(Collected data entries)
══════════════════════════════
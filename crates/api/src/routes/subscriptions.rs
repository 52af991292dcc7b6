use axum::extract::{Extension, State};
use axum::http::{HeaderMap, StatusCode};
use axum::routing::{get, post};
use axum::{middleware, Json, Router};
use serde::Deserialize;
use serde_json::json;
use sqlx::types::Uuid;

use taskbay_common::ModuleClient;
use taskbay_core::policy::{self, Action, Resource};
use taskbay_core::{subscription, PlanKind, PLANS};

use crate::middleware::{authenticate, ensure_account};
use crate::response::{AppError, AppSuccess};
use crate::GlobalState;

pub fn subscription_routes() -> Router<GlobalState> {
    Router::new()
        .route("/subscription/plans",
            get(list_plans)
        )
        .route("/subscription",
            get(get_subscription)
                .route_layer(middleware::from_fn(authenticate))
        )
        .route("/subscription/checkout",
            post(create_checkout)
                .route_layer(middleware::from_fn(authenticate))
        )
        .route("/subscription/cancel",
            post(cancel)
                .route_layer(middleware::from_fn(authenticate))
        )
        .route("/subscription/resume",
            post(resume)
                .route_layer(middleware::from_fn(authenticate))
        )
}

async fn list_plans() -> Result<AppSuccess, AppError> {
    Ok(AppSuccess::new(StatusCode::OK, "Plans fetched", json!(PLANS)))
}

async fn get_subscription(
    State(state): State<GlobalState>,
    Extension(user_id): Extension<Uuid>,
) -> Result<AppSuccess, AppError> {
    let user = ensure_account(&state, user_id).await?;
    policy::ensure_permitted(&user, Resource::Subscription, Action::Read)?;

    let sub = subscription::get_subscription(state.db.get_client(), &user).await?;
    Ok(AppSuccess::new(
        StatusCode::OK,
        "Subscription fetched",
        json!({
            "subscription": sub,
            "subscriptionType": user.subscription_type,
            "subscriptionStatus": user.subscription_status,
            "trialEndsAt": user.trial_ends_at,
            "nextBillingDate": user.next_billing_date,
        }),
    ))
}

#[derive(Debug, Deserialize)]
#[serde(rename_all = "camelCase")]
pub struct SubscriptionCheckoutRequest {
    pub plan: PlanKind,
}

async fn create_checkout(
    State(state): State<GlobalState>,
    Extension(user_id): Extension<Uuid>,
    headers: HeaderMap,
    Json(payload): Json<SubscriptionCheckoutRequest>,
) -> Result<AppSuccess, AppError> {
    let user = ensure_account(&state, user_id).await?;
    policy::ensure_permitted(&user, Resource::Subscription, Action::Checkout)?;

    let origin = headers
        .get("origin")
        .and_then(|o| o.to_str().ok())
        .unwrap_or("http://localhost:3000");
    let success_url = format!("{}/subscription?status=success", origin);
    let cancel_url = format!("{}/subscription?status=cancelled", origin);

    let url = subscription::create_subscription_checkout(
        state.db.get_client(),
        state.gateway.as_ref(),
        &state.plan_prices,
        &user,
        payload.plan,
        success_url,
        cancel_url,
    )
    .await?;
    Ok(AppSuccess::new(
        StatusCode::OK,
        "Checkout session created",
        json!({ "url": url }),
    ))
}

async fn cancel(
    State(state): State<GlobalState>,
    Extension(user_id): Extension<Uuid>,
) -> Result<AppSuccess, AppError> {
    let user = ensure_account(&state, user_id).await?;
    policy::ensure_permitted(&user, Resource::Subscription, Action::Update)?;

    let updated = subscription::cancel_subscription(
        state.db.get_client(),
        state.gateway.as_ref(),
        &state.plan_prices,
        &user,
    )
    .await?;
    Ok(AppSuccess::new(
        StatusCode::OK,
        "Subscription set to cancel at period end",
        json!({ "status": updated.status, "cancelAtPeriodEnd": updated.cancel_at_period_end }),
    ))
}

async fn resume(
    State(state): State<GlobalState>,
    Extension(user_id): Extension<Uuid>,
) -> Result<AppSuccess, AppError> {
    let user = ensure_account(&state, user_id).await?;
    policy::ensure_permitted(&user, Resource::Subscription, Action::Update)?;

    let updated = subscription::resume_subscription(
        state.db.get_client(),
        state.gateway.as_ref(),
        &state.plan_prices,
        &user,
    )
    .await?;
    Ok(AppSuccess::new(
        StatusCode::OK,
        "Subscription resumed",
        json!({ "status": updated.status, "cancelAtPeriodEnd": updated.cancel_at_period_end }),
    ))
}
══════════════════════════════
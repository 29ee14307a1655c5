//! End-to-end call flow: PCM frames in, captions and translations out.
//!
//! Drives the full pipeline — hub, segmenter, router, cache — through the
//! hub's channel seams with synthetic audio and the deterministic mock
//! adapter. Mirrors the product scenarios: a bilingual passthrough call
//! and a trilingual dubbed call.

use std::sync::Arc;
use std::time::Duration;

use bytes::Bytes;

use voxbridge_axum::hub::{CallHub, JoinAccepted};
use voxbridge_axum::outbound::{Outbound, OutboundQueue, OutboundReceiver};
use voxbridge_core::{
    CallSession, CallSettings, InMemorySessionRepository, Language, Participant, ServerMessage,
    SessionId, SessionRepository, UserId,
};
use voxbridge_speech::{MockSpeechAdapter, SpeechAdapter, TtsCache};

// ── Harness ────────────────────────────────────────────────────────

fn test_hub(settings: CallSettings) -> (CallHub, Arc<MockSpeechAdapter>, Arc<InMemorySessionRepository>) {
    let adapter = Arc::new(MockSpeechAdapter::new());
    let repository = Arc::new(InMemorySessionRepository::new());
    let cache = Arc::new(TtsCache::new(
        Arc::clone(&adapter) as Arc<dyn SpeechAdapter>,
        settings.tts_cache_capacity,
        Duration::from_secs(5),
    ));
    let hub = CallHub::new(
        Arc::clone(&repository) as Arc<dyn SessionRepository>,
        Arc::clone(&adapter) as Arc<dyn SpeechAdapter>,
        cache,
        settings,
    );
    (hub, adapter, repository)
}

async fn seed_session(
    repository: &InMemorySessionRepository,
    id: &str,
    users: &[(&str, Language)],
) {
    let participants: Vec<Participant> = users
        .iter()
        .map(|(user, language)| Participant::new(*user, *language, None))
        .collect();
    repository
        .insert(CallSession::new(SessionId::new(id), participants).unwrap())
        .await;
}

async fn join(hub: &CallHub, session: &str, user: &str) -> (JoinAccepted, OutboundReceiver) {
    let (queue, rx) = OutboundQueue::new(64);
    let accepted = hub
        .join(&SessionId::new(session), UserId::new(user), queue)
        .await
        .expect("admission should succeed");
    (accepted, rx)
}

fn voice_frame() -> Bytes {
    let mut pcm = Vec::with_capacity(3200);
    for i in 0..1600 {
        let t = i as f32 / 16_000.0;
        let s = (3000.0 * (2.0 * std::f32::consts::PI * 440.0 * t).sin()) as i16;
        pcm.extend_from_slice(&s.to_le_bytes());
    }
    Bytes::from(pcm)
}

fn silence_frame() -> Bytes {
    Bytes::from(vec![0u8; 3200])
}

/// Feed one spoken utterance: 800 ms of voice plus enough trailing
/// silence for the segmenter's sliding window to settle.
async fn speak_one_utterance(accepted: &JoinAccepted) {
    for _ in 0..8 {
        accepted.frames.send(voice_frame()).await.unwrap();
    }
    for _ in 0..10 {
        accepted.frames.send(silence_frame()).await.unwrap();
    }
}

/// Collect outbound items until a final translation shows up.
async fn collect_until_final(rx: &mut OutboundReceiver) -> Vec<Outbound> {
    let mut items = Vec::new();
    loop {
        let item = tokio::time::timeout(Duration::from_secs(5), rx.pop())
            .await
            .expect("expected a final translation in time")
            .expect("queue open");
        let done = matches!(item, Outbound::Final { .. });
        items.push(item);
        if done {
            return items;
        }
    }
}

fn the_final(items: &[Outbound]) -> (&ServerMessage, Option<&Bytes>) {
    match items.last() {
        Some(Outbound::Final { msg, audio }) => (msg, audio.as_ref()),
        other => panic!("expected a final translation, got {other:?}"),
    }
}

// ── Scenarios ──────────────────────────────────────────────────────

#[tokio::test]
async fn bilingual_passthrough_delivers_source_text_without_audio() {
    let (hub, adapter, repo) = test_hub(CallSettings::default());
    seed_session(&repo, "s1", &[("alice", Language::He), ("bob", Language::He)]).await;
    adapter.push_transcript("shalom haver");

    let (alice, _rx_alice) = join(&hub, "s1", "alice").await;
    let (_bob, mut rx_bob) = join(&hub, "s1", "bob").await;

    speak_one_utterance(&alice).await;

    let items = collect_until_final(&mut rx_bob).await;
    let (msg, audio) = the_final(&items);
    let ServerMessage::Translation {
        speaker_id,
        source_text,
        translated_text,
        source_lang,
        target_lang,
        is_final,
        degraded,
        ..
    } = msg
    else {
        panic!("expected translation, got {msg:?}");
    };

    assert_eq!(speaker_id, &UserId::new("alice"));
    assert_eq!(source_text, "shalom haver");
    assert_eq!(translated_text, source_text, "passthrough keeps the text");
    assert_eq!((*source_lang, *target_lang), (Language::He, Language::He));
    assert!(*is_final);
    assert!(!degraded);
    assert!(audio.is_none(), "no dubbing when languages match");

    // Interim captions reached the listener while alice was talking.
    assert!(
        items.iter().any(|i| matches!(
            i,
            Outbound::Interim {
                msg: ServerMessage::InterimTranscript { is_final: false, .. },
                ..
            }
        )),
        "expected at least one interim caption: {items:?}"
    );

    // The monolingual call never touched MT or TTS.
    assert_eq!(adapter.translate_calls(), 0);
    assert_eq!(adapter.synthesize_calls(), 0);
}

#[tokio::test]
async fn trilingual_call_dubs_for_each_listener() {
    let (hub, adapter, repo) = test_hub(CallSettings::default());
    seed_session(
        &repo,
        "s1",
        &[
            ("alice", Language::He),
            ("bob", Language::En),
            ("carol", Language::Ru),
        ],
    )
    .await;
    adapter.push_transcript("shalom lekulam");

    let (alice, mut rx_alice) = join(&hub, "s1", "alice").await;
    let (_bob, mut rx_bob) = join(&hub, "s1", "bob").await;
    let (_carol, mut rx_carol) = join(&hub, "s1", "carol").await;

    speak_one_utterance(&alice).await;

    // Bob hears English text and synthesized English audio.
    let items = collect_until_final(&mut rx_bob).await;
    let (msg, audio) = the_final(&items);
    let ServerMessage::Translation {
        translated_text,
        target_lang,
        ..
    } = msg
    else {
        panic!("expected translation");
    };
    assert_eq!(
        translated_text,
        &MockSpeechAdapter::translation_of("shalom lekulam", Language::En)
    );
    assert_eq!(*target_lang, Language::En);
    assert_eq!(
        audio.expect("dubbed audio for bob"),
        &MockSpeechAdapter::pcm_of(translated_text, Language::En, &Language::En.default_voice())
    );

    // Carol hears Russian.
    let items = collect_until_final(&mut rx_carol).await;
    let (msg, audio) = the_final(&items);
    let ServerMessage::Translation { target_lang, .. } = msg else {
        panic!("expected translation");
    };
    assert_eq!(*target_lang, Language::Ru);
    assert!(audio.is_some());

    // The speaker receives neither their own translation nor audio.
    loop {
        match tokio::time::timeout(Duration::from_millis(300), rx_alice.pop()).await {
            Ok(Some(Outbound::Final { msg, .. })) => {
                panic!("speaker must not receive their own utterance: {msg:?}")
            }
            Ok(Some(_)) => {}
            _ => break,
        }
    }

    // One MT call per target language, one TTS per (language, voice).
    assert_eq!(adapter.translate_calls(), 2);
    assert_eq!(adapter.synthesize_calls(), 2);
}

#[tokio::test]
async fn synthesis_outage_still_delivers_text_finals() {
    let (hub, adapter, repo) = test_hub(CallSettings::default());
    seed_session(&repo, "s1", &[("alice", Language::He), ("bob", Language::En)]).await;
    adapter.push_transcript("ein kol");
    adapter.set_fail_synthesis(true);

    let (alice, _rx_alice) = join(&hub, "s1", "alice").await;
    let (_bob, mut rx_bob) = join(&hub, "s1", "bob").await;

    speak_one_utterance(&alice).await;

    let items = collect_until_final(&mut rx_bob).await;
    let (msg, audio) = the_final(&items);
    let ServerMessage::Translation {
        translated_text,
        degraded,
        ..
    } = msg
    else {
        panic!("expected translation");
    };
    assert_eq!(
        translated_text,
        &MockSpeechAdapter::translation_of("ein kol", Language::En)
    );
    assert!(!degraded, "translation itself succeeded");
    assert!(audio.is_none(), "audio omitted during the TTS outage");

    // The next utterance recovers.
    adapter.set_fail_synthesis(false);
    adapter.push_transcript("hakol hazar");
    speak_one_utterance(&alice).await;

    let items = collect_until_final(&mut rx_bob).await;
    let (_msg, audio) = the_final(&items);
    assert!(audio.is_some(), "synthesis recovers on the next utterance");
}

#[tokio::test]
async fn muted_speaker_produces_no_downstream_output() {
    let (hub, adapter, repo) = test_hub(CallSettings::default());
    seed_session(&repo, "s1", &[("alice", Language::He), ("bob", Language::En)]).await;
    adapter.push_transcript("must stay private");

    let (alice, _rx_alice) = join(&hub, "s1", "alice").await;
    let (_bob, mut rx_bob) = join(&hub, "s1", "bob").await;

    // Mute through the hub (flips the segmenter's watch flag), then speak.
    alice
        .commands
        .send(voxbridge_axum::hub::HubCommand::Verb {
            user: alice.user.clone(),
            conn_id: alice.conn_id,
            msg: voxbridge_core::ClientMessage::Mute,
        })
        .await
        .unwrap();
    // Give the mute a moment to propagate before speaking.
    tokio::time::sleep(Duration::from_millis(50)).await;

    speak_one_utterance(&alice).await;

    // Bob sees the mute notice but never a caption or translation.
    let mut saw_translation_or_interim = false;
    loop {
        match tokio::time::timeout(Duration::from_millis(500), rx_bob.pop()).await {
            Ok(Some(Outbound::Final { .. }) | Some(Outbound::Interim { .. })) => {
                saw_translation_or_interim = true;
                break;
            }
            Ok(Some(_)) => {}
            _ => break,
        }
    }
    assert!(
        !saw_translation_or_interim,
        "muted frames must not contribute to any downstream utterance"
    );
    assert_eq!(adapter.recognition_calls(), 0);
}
══════════════════════════════
• [WHAT IS BEING ASKED]:
The answer must consist of every line in the records above that contains the word "post".

• [RESULT FOR THIS EXERCISE]:
use axum::routing::{get, post};
            post(create_checkout)
            post(cancel)
            post(resume)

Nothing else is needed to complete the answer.